Studio album by the Jesus and Mary Chain
- Released: 9 October 1989
- Recorded: 1989
- Studio: Sam Therapy (West London)
- Genre: Alternative rock
- Length: 43:26
- Label: Blanco y Negro
- Producers: Jim Reid; William Reid;

The Jesus and Mary Chain chronology
| Barbed Wire Kisses (1988) | Automatic (1989) | Honey's Dead (1992) |

Singles from Automatic
- "Blues from a Gun" Released: September 1989; "Head On" Released: November 1989;

= Automatic (The Jesus and Mary Chain album) =

Automatic is the third studio album by Scottish alternative rock band the Jesus and Mary Chain, released on 9 October 1989 by Blanco y Negro Records. The group on this record consists of the core duo of brothers William and Jim Reid, with a drum machine providing percussion and synthesised bass. The only other credited musician was Richard Thomas, who joined the touring version of the Jesus and Mary Chain as a drummer. Thomas drummed on "Gimme Hell" and was a former member of Dif Juz. He also made appearances on Cocteau Twins' 1986 album Victorialand and This Mortal Coil's 1986 album Filigree & Shadow.

==Reception==

Although released to generally mixed reviews at the time (with the aforementioned synthesised drums and bass being the biggest point of contention), Automatic contains "Blues from a Gun", their most successful single in America up to that point, and "Head On" (later covered by Pixies). Critical and fan reception has improved with time. Pitchfork wrote in 2006 that "conventional wisdom wrongly calls [Automatic] the dud" of the band's discography, but that in hindsight the album "feels like a career peak".

The last two tracks, "Drop" and "Sunray", do not appear on vinyl LP versions of the album.
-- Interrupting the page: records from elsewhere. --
//! AArch64 register bank
//!
//! Layout follows the Linux `sigcontext` order for the general registers
//! (x0-x30, sp, pc, pstate) followed by the FPSIMD record (v0-v31, fpsr,
//! fpcr), so a signal frame can be copied in and out field by field.
//!
//! Calling convention used for injected calls:
//! - x0-x15: integer arguments and results
//! - d0-d15: floating-point arguments and results (low 64 bits of v0-v15)
//! - x20: protocol status
//! - x26: closure context pointer
//! - x30: link register
//! - `brk #0` (0xd4200000): trap instruction

use core::fmt;
use core::mem::offset_of;
use static_assertions::const_assert_eq;

use super::Arch;

/// Link register index (x30)
pub const LR: usize = 30;

/// Protocol status register index (x20)
pub const STATUS: usize = 20;

/// Closure context register index (x26)
pub const CONTEXT: usize = 26;

/// Saved AArch64 register bank
#[repr(C)]
#[derive(Clone, Copy, PartialEq, Eq)]
pub struct Aarch64Registers {
    /// General purpose registers x0-x30
    pub x: [u64; 31],
    pub sp: u64,
    pub pc: u64,
    pub pstate: u64,
    /// SIMD/FP registers v0-v31
    pub v: [u128; 32],
    pub fpsr: u32,
    pub fpcr: u32,
}

impl Aarch64Registers {
    /// Create a register bank with all registers zeroed
    pub const fn new() -> Self {
        Self {
            x: [0; 31],
            sp: 0,
            pc: 0,
            pstate: 0,
            v: [0; 32],
            fpsr: 0,
            fpcr: 0,
        }
    }
}

impl Default for Aarch64Registers {
    fn default() -> Self {
        Self::new()
    }
}

impl fmt::Debug for Aarch64Registers {
    fn fmt(&self, f: &mut fmt::Formatter<'_>) -> fmt::Result {
        f.debug_struct("Aarch64Registers")
            .field("x0", &format_args!("0x{:016x}", self.x[0]))
            .field("x1", &format_args!("0x{:016x}", self.x[1]))
            .field("x2", &format_args!("0x{:016x}", self.x[2]))
            .field("x3", &format_args!("0x{:016x}", self.x[3]))
            .field("x20_status", &format_args!("0x{:016x}", self.x[STATUS]))
            .field("x26_ctxt", &format_args!("0x{:016x}", self.x[CONTEXT]))
            .field("x29_fp", &format_args!("0x{:016x}", self.x[29]))
            .field("x30_lr", &format_args!("0x{:016x}", self.x[LR]))
            .field("sp", &format_args!("0x{:016x}", self.sp))
            .field("pc", &format_args!("0x{:016x}", self.pc))
            .field("pstate", &format_args!("0x{:016x}", self.pstate))
            .finish_non_exhaustive()
    }
}

// sigcontext order for the general part of the bank
const_assert_eq!(offset_of!(Aarch64Registers, sp), 31 * 8);
const_assert_eq!(offset_of!(Aarch64Registers, pc), 32 * 8);
const_assert_eq!(offset_of!(Aarch64Registers, pstate), 33 * 8);

/// AArch64 (Linux, internal register ABI)
#[derive(Debug, Clone, Copy)]
pub enum Aarch64 {}

impl Arch for Aarch64 {
    const NAME: &'static str = "aarch64";
    const TRAP_INSTRUCTION: u32 = 0xd420_0000;
    const INT_ARG_BASE: usize = 0;
    const INT_ARG_COUNT: usize = 16;
    const FLOAT_ARG_BASE: usize = 0;
    const FLOAT_ARG_COUNT: usize = 16;

    type Registers = Aarch64Registers;

    #[inline]
    fn pc(regs: &Aarch64Registers) -> u64 {
        regs.pc
    }

    #[inline]
    fn set_pc(regs: &mut Aarch64Registers, pc: u64) {
        regs.pc = pc;
    }

    #[inline]
    fn sp(regs: &Aarch64Registers) -> u64 {
        regs.sp
    }

    #[inline]
    fn set_sp(regs: &mut Aarch64Registers, sp: u64) {
        regs.sp = sp;
    }

    #[inline]
    fn link(regs: &Aarch64Registers) -> u64 {
        regs.x[LR]
    }

    #[inline]
    fn set_link(regs: &mut Aarch64Registers, link: u64) {
        regs.x[LR] = link;
    }

    #[inline]
    fn status(regs: &Aarch64Registers) -> u64 {
        regs.x[STATUS]
    }

    #[inline]
    fn set_status(regs: &mut Aarch64Registers, status: u64) {
        regs.x[STATUS] = status;
    }

    #[inline]
    fn context_register(regs: &Aarch64Registers) -> u64 {
        regs.x[CONTEXT]
    }

    #[inline]
    fn set_context_register(regs: &mut Aarch64Registers, value: u64) {
        regs.x[CONTEXT] = value;
    }

    #[inline]
    fn gpr(regs: &Aarch64Registers, index: usize) -> u64 {
        regs.x[index]
    }

    #[inline]
    fn set_gpr(regs: &mut Aarch64Registers, index: usize, value: u64) {
        regs.x[index] = value;
    }

    #[inline]
    fn fpr(regs: &Aarch64Registers, index: usize) -> u64 {
        regs.v[index] as u64
    }

    // Writing a D register clears the upper half of the V register.
    #[inline]
    fn set_fpr(regs: &mut Aarch64Registers, index: usize, bits: u64) {
        regs.v[index] = bits as u128;
    }
}

#[cfg(test)]
mod tests {
    use super::*;

    #[test]
    fn link_register_is_x30() {
        let mut regs = Aarch64Registers::new();
        Aarch64::set_link(&mut regs, 0xdead_beef);
        assert_eq!(regs.x[30], 0xdead_beef);
    }

    #[test]
    fn fpr_uses_low_half_of_vector_register() {
        let mut regs = Aarch64Registers::new();
        regs.v[3] = u128::MAX;
        assert_eq!(Aarch64::fpr(&regs, 3), u64::MAX);

        Aarch64::set_fpr(&mut regs, 3, 1.5f64.to_bits());
        assert_eq!(regs.v[3], 1.5f64.to_bits() as u128);
        assert_eq!(f64::from_bits(Aarch64::fpr(&regs, 3)), 1.5);
    }
}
The album is name-checked in the lyrics of "The Authority Song" by emo band Jimmy Eat World on their 2001 album Bleed American in the line, "the DJ never has it, JAMC Automatic."

Professional ratings
Review scores
| Source | Rating |
| AllMusic | Star |
| Chicago Tribune | Star Half star |
| Los Angeles Times | Star |
| Mojo | Star |
| NME | 8/10 |
| Pitchfork | 7.8/10 |
| Q | Star |
| The Rolling Stone Album Guide | Star |
| Select | 5/5 |
| The Village Voice | B− |

==Track listing==
All tracks written by Jim Reid and William Reid.

LP (BYN 20), limited gatefold LP (BYN 20W) and cassette (BYNC 20)

Side one
1. "Here Comes Alice" – 3:53
2. "Coast to Coast" – 4:13
3. "Blues from a Gun" – 4:44
4. "Between Planets" – 3:27
5. "UV Ray" – 4:06

Side two
1. "Her Way of Praying" – 3:46
2. "Head On" – 4:11
3. "Take It" – 4:34
4. "Halfway to Crazy" – 3:40
5. "Gimme Hell" – 3:20

CD (BYNCD 20)
1. "Here Comes Alice" – 3:53
2. "Coast to Coast" – 4:13
3. "Blues from a Gun" – 4:44
4. "Between Planets" – 3:27
5. "UV Ray" – 4:06
6. "Her Way of Praying" – 3:46
7. "Head On" – 4:11
8. "Take It" – 4:34
9. "Halfway to Crazy" – 3:40
10. "Gimme Hell" – 3:20
11. "Drop" – 1:58
12. "Sunray" – 1:34

==Personnel==
===The Jesus and Mary Chain===
- Jim Reid – vocals (tracks 2, 4–10), guitar, synthesiser, drum programming, production
- William Reid – vocals (tracks 1, 3, 11), guitar, synthesizer, drum programming, production

===Additional personnel===
- Alan Moulder – engineering
- Jamie Harley – recording assistance
- Lee Curle – recording assistance
- Dick Meaney – mixing assistance
- Richard Thomas – drums on "Gimme Hell"
- Ryan Art – design
- Steve Mitchell – photography
- Andrew Catlin – photography

==Charts==

Chart performance for Automatic
| Chart (1989–1990) | Peak position |
|---|---|
| Australian Albums (ARIA) | 89 |
| European Albums (Music & Media) | 47 |
| New Zealand Albums (RMNZ) | 48 |
| Swedish Albums (Sverigetopplistan) | 42 |
| UK Albums (Official Charts) | 11 |
| US Billboard 200 | 105 |

As of May 1998, the album had sold 60,000 copies in the United States, according to Nielsen SoundScan.